### [TASK PROMPT]
Look through the listing for the word "Error". Copy each line that has it.

### [EXERCISE DATA]
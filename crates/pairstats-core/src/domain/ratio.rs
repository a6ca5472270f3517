//! 무한대를 표현할 수 있는 비율 타입.
//!
//! Profit Factor나 손익비처럼 분모가 0이 될 수 있는 지표에 사용합니다.
//! `Decimal`은 무한대를 표현할 수 없으므로 별도의 변형으로 나타냅니다.

use rust_decimal::prelude::ToPrimitive;
use rust_decimal::Decimal;
use serde::{Deserialize, Deserializer, Serialize, Serializer};

use super::calculations::ratio_or_zero;
use std::fmt;

/// 직렬화 시 무한대를 나타내는 문자열.
pub const INFINITY_LITERAL: &str = "Infinity";

/// 비율 값.
#[derive(Debug, Clone, Copy, PartialEq, Eq)]
pub enum Ratio {
    /// 유한한 값
    Finite(Decimal),
    /// 양의 무한대 (분모 0, 분자 양수)
    Infinite,
}

impl Default for Ratio {
    fn default() -> Self {
        Ratio::Finite(Decimal::ZERO)
    }
}

impl Ratio {
    /// 0 비율.
    pub const ZERO: Ratio = Ratio::Finite(Decimal::ZERO);

    /// `numerator / denominator`를 계산합니다.
    ///
    /// - 분모 > 0: 유한 값
    /// - 분모 == 0, 분자 > 0: 무한대
    /// - 그 외: 0
    pub fn of(numerator: Decimal, denominator: Decimal) -> Self {
        if denominator > Decimal::ZERO {
            Ratio::Finite(ratio_or_zero(numerator, denominator))
        } else if numerator > Decimal::ZERO {
            Ratio::Infinite
        } else {
            Ratio::ZERO
        }
    }

    /// 무한대인지 확인합니다.
    pub fn is_infinite(&self) -> bool {
        matches!(self, Ratio::Infinite)
    }

    /// 유한 값이면 반환합니다.
    pub fn finite(&self) -> Option<Decimal> {
        match self {
            Ratio::Finite(v) => Some(*v),
            Ratio::Infinite => None,
        }
    }

    /// f64로 변환합니다 (무한대는 `f64::INFINITY`).
    pub fn to_f64(&self) -> f64 {
        match self {
            Ratio::Finite(v) => v.to_f64().unwrap_or(0.0),
            Ratio::Infinite => f64::INFINITY,
        }
    }
}

impl From<Decimal> for Ratio {
    fn from(value: Decimal) -> Self {
        Ratio::Finite(value)
    }
}

impl fmt::Display for Ratio {
    fn fmt(&self, f: &mut fmt::Formatter<'_>) -> fmt::Result {
        match self {
            Ratio::Finite(v) => match f.precision() {
                Some(p) => write!(f, "{:.*}", p, v),
                None => write!(f, "{}", v),
            },
            Ratio::Infinite => f.write_str("∞"),
        }
    }
}

impl Serialize for Ratio {
    fn serialize<S: Serializer>(&self, serializer: S) -> Result<S::Ok, S::Error> {
        match self {
            Ratio::Finite(v) => Serialize::serialize(v, serializer),
            Ratio::Infinite => serializer.serialize_str(INFINITY_LITERAL),
        }
    }
}

impl<'de> Deserialize<'de> for Ratio {
    fn deserialize<D: Deserializer<'de>>(deserializer: D) -> Result<Self, D::Error> {
        #[derive(Deserialize)]
        #[serde(untagged)]
        enum Repr {
            Value(Decimal),
            Text(String),
        }

        match Repr::deserialize(deserializer)? {
            Repr::Value(v) => Ok(Ratio::Finite(v)),
            Repr::Text(s) if s.eq_ignore_ascii_case(INFINITY_LITERAL) || s == "inf" => {
                Ok(Ratio::Infinite)
            }
            Repr::Text(s) => Err(serde::de::Error::custom(format!("invalid ratio: {}", s))),
        }
    }
}

#[cfg(test)]
mod tests {
    use super::*;
    use rust_decimal_macros::dec;

    #[test]
    fn test_of() {
        assert_eq!(Ratio::of(dec!(300), dec!(100)), Ratio::Finite(dec!(3)));
        assert_eq!(Ratio::of(dec!(50), Decimal::ZERO), Ratio::Infinite);
        assert_eq!(Ratio::of(Decimal::ZERO, Decimal::ZERO), Ratio::ZERO);
    }

    #[test]
    fn test_to_f64() {
        assert_eq!(Ratio::Infinite.to_f64(), f64::INFINITY);
        assert_eq!(Ratio::Finite(dec!(1.5)).to_f64(), 1.5);
    }

    #[test]
    fn test_serde() {
        let json = serde_json::to_string(&Ratio::Infinite).unwrap();
        assert_eq!(json, "\"Infinity\"");
        let back: Ratio = serde_json::from_str(&json).unwrap();
        assert!(back.is_infinite());

        let back: Ratio = serde_json::from_str("\"2.5\"").unwrap();
        assert_eq!(back, Ratio::Finite(dec!(2.5)));
    }

    #[test]
    fn test_serialize_finite_as_decimal() {
        let json = serde_json::to_string(&Ratio::Finite(dec!(2.5))).unwrap();
        assert_eq!(json, "\"2.5\"");

        let back: Ratio = serde_json::from_str(&json).unwrap();
        assert_eq!(back, Ratio::Finite(dec!(2.5)));
    }

    #[test]
    fn test_of_tiny_denominator_saturates() {
        let ratio = Ratio::of(Decimal::from(1_000_000_000_000_i64), Decimal::new(1, 18));
        assert_eq!(ratio, Ratio::Finite(Decimal::MAX));
    }

    #[test]
    fn test_display() {
        assert_eq!(format!("{}", Ratio::Infinite), "∞");
        assert_eq!(format!("{:.2}", Ratio::Finite(dec!(1.23456))), "1.23");
    }
}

### [WRITTEN ANSWER]
    fn serialize<S: Serializer>(&self, serializer: S) -> Result<S::Ok, S::Error> {
    fn deserialize<D: Deserializer<'de>>(deserializer: D) -> Result<Self, D::Error> {
            Repr::Text(s) => Err(serde::de::Error::custom(format!("invalid ratio: {}", s))),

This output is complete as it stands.